What is the point of uniq -u and what does it do?
This ought to be easy to test:
$ cat file
1
2
3
3
4
4
$ uniq file
1
2
3
4
$ uniq -u file
1
2
In short, uniq
with no options removes all but one instance of consecutively duplicated lines. The GNU uniq
manual formulates that as
With no options, matching lines are merged to the first occurrence.
while POSIX says
[...] write one copy of each input line on the output. The second and succeeding copies of repeated adjacent input lines shall not be written.
With the -u
option, it removes all instances of consecutively duplicated lines, and leaves only the lines that were never duplicated. The GNU uniq
manual says
only print unique lines
and POSIX says
Suppress the writing of lines that are repeated in the input.
From uniq(1):
NAME uniq - report or omit repeated lines DESCRIPTION ... With no options, matching lines are merged to the first occurrence. ... -u, --unique only print unique lines
If we try it out we see:
$ cat file
cat
dog
dog
bird
$ uniq file
cat
dog
bird
$ uniq -u file
cat
bird
You can see that uniq
prints the first instance of a duplicated line. uniq -u
does not print any duplicated lines.
Considering the original poster's comment to the accepted answer, I believe that a different example may be useful to illustrate the difference and the point of the commands.

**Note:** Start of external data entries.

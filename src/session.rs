//! Session cache binding validated claims to a backend client.
//!
//! Sessions expire after `session_timeout` of inactivity. Expiry is checked
//! lazily on every read and by a periodic sweep; both use
//! [`UserSession::is_expired`]. At capacity the session with the oldest
//! activity is evicted before a new one is inserted.

use std::collections::HashMap;
use std::fmt;
use std::sync::atomic::{AtomicU64, Ordering};
use std::sync::{Arc, Weak};
use std::time::{Duration, Instant};

use chrono::{DateTime, Utc};
use parking_lot::Mutex;
use serde::Serialize;
use tokio::task::JoinHandle;
use tracing::{debug, info};

use crate::auth::Claims;
use crate::config::SessionConfig;
use crate::service_accounts::BackendClient;

/// One authenticated session.
#[derive(Clone)]
pub struct UserSession {
    /// Opaque session id
    pub id: String,
    /// Claims of the token that opened the session
    pub claims: Arc<Claims>,
    /// Backend client bound to this session
    pub client: Arc<dyn BackendClient>,
    /// Service account the client acts as
    pub service_account_id: Option<String>,
    /// Creation time
    pub created_at: DateTime<Utc>,
    last_activity: Instant,
}

impl UserSession {
    /// Token subject.
    #[must_use]
    pub fn subject(&self) -> &str {
        &self.claims.sub
    }

    /// Returns `true` if the session was opened by `subject` at `issuer`.
    #[must_use]
    pub fn belongs_to(&self, issuer: &str, subject: &str) -> bool {
        self.claims.iss == issuer && self.claims.sub == subject
    }

    /// Time since the last access.
    #[must_use]
    pub fn idle_for(&self) -> Duration {
        self.last_activity.elapsed()
    }

    /// Returns `true` once `timeout` has passed since the last access.
    #[must_use]
    pub fn is_expired(&self, timeout: Duration) -> bool {
        self.last_activity.elapsed() > timeout
    }
}

impl fmt::Debug for UserSession {
    fn fmt(&self, f: &mut fmt::Formatter<'_>) -> fmt::Result {
        f.debug_struct("UserSession")
            .field("id", &self.id)
            .field("subject", &self.claims.sub)
            .field("service_account_id", &self.service_account_id)
            .field("created_at", &self.created_at)
            .field("idle_for", &self.idle_for())
            .finish_non_exhaustive()
    }
}

/// Session counters.
#[derive(Debug, Clone, Serialize)]
pub struct SessionStats {
    /// Sessions currently held
    pub active: usize,
    /// Capacity
    pub max_sessions: usize,
    /// Sessions created since start
    pub created: u64,
    /// Sessions evicted at capacity
    pub evictions: u64,
    /// Sessions removed for inactivity
    pub expirations: u64,
}

/// Owns every session.
pub struct SessionManager {
    sessions: Mutex<HashMap<String, UserSession>>,
    timeout: Duration,
    max_sessions: usize,
    cleanup_interval: Duration,
    cleanup: Mutex<Option<JoinHandle<()>>>,
    created: AtomicU64,
    evictions: AtomicU64,
    expirations: AtomicU64,
}

impl SessionManager {
    /// Create an empty manager.
    #[must_use]
    pub fn new(config: &SessionConfig) -> Self {
        Self {
            sessions: Mutex::new(HashMap::new()),
            timeout: config.session_timeout,
            max_sessions: config.max_sessions.max(1),
            cleanup_interval: config.cleanup_interval,
            cleanup: Mutex::new(None),
            created: AtomicU64::new(0),
            evictions: AtomicU64::new(0),
            expirations: AtomicU64::new(0),
        }
    }

    /// Generate a random opaque session id.
    ///
    /// Format: `sess_<43-char URL-safe base64>` (256 bits of entropy).
    #[must_use]
    pub fn generate_id() -> String {
        let random_bytes: [u8; 32] = rand::random();
        format!(
            "sess_{}",
            base64::Engine::encode(
                &base64::engine::general_purpose::URL_SAFE_NO_PAD,
                random_bytes,
            )
        )
    }

    /// Open a session and return its id.
    pub fn create_session(
        &self,
        claims: Arc<Claims>,
        client: Arc<dyn BackendClient>,
        service_account_id: Option<String>,
    ) -> String {
        let id = Self::generate_id();
        let session = UserSession {
            id: id.clone(),
            claims,
            client,
            service_account_id,
            created_at: Utc::now(),
            last_activity: Instant::now(),
        };

        let mut sessions = self.sessions.lock();
        if sessions.len() >= self.max_sessions {
            let oldest = sessions
                .values()
                .min_by_key(|s| s.last_activity)
                .map(|s| s.id.clone());
            if let Some(oldest) = oldest {
                sessions.remove(&oldest);
                self.evictions.fetch_add(1, Ordering::Relaxed);
                debug!(session = %oldest, "Evicted least recently active session");
            }
        }
        debug!(session = %id, sub = %session.claims.sub, "Session created");
        sessions.insert(id.clone(), session);
        self.created.fetch_add(1, Ordering::Relaxed);
        id
    }

    /// Look up a session and mark it active.
    ///
    /// An expired session is removed and reported as missing.
    pub fn get_session(&self, id: &str) -> Option<UserSession> {
        let mut sessions = self.sessions.lock();
        let session = sessions.get_mut(id)?;

        if session.is_expired(self.timeout) {
            sessions.remove(id);
            self.expirations.fetch_add(1, Ordering::Relaxed);
            debug!(session = %id, "Lazy-evicted expired session");
            return None;
        }

        session.last_activity = Instant::now();
        Some(session.clone())
    }

    /// Remove one session. Returns `true` if it existed.
    pub fn remove_session(&self, id: &str) -> bool {
        self.sessions.lock().remove(id).is_some()
    }

    /// Remove every session of the user `(issuer, subject)`. Returns how
    /// many were removed.
    ///
    /// Subjects are only unique per issuer, so both must match.
    pub fn remove_user_sessions(&self, issuer: &str, subject: &str) -> usize {
        let mut sessions = self.sessions.lock();
        let before = sessions.len();
        sessions.retain(|_, s| !s.belongs_to(issuer, subject));
        let removed = before - sessions.len();
        if removed > 0 {
            debug!(iss = %issuer, sub = %subject, removed, "Removed user sessions");
        }
        removed
    }

    /// Live sessions of the user `(issuer, subject)`.
    #[must_use]
    pub fn get_user_sessions(&self, issuer: &str, subject: &str) -> Vec<UserSession> {
        self.sessions
            .lock()
            .values()
            .filter(|s| s.belongs_to(issuer, subject) && !s.is_expired(self.timeout))
            .cloned()
            .collect()
    }

    /// Remove every expired session. Returns how many were removed.
    pub fn sweep_expired(&self) -> usize {
        let mut sessions = self.sessions.lock();
        let before = sessions.len();
        sessions.retain(|_, s| !s.is_expired(self.timeout));
        let removed = before - sessions.len();
        if removed > 0 {
            self.expirations.fetch_add(removed as u64, Ordering::Relaxed);
            debug!(removed, "Swept expired sessions");
        }
        removed
    }

    /// Number of sessions held, expired ones included until swept.
    #[must_use]
    pub fn len(&self) -> usize {
        self.sessions.lock().len()
    }

    /// Returns `true` if no sessions are held.
    #[must_use]
    pub fn is_empty(&self) -> bool {
        self.sessions.lock().is_empty()
    }

    /// Current counters.
    #[must_use]
    pub fn stats(&self) -> SessionStats {
        SessionStats {
            active: self.len(),
            max_sessions: self.max_sessions,
            created: self.created.load(Ordering::Relaxed),
            evictions: self.evictions.load(Ordering::Relaxed),
            expirations: self.expirations.load(Ordering::Relaxed),
        }
    }

    /// Start the periodic sweep. No-op when already running or outside a
    /// tokio runtime.
    pub fn start_cleanup(self: &Arc<Self>) {
        let mut guard = self.cleanup.lock();
        if guard.as_ref().is_some_and(|h| !h.is_finished()) {
            return;
        }
        let Ok(runtime) = tokio::runtime::Handle::try_current() else {
            debug!("No async runtime; session sweep not started");
            return;
        };

        let manager: Weak<Self> = Arc::downgrade(self);
        let period = self.cleanup_interval;
        *guard = Some(runtime.spawn(async move {
            let mut ticker = tokio::time::interval(period);
            ticker.tick().await;
            loop {
                ticker.tick().await;
                let Some(manager) = manager.upgrade() else {
                    break;
                };
                manager.sweep_expired();
            }
        }));
        info!(interval_secs = period.as_secs(), "Started session sweep");
    }

    /// Stop the periodic sweep.
    pub fn stop_cleanup(&self) {
        if let Some(handle) = self.cleanup.lock().take() {
            handle.abort();
            info!("Stopped session sweep");
        }
    }
}

impl Drop for SessionManager {
    fn drop(&mut self) {
        if let Some(handle) = self.cleanup.get_mut().take() {
            handle.abort();
        }
    }
}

Let's say we have some portion of text, which has lines spaced with duplicate empty lines for some reason and with a single empty line at the beginning and the end:
$ cat declaration_quote.txt
We hold these truths to be self-evident, that all men are created equal, that
they are endowed by their Creator with certain unalienable Rights, that among
these are Life, Liberty and the pursuit of Happiness.
If you decide that one empty line is enough spacing, you can use uniq
to get
- each line which is not repeated immediately above and below (which are lines with text here and the single empty lines in the beginning and the end) and
- a line from each group of adjacent repeated lines (which are empty lines here, except for the one in the beginning and the one in the end).
It is not "everything only once", but rather "once from each continuous group" because you will receive a separate empty line from each group of the empty lines. That is already more than once. Also, the empty lines in the beginning and the end stay because there are no empty lines immediately above or below.
$ uniq declaration_quote.txt
We hold these truths to be self-evident, that all men are created equal, that
they are endowed by their Creator with certain unalienable Rights, that among
these are Life, Liberty and the pursuit of Happiness.
If you decide that you do not need such double spacing at all, you can use uniq -u
to get only each line which is not repeated immediately in the lines above or below. But it is still not "only things that appear once" because it will not remove the single empty lines (in the beginning and in the end), even though there are many other empty lines in the text. It is rather "only things not repeated immediately".
$ uniq -u declaration_quote.txt
We hold these truths to be self-evident, that all men are created equal, that
they are endowed by their Creator with certain unalienable Rights, that among
these are Life, Liberty and the pursuit of Happiness.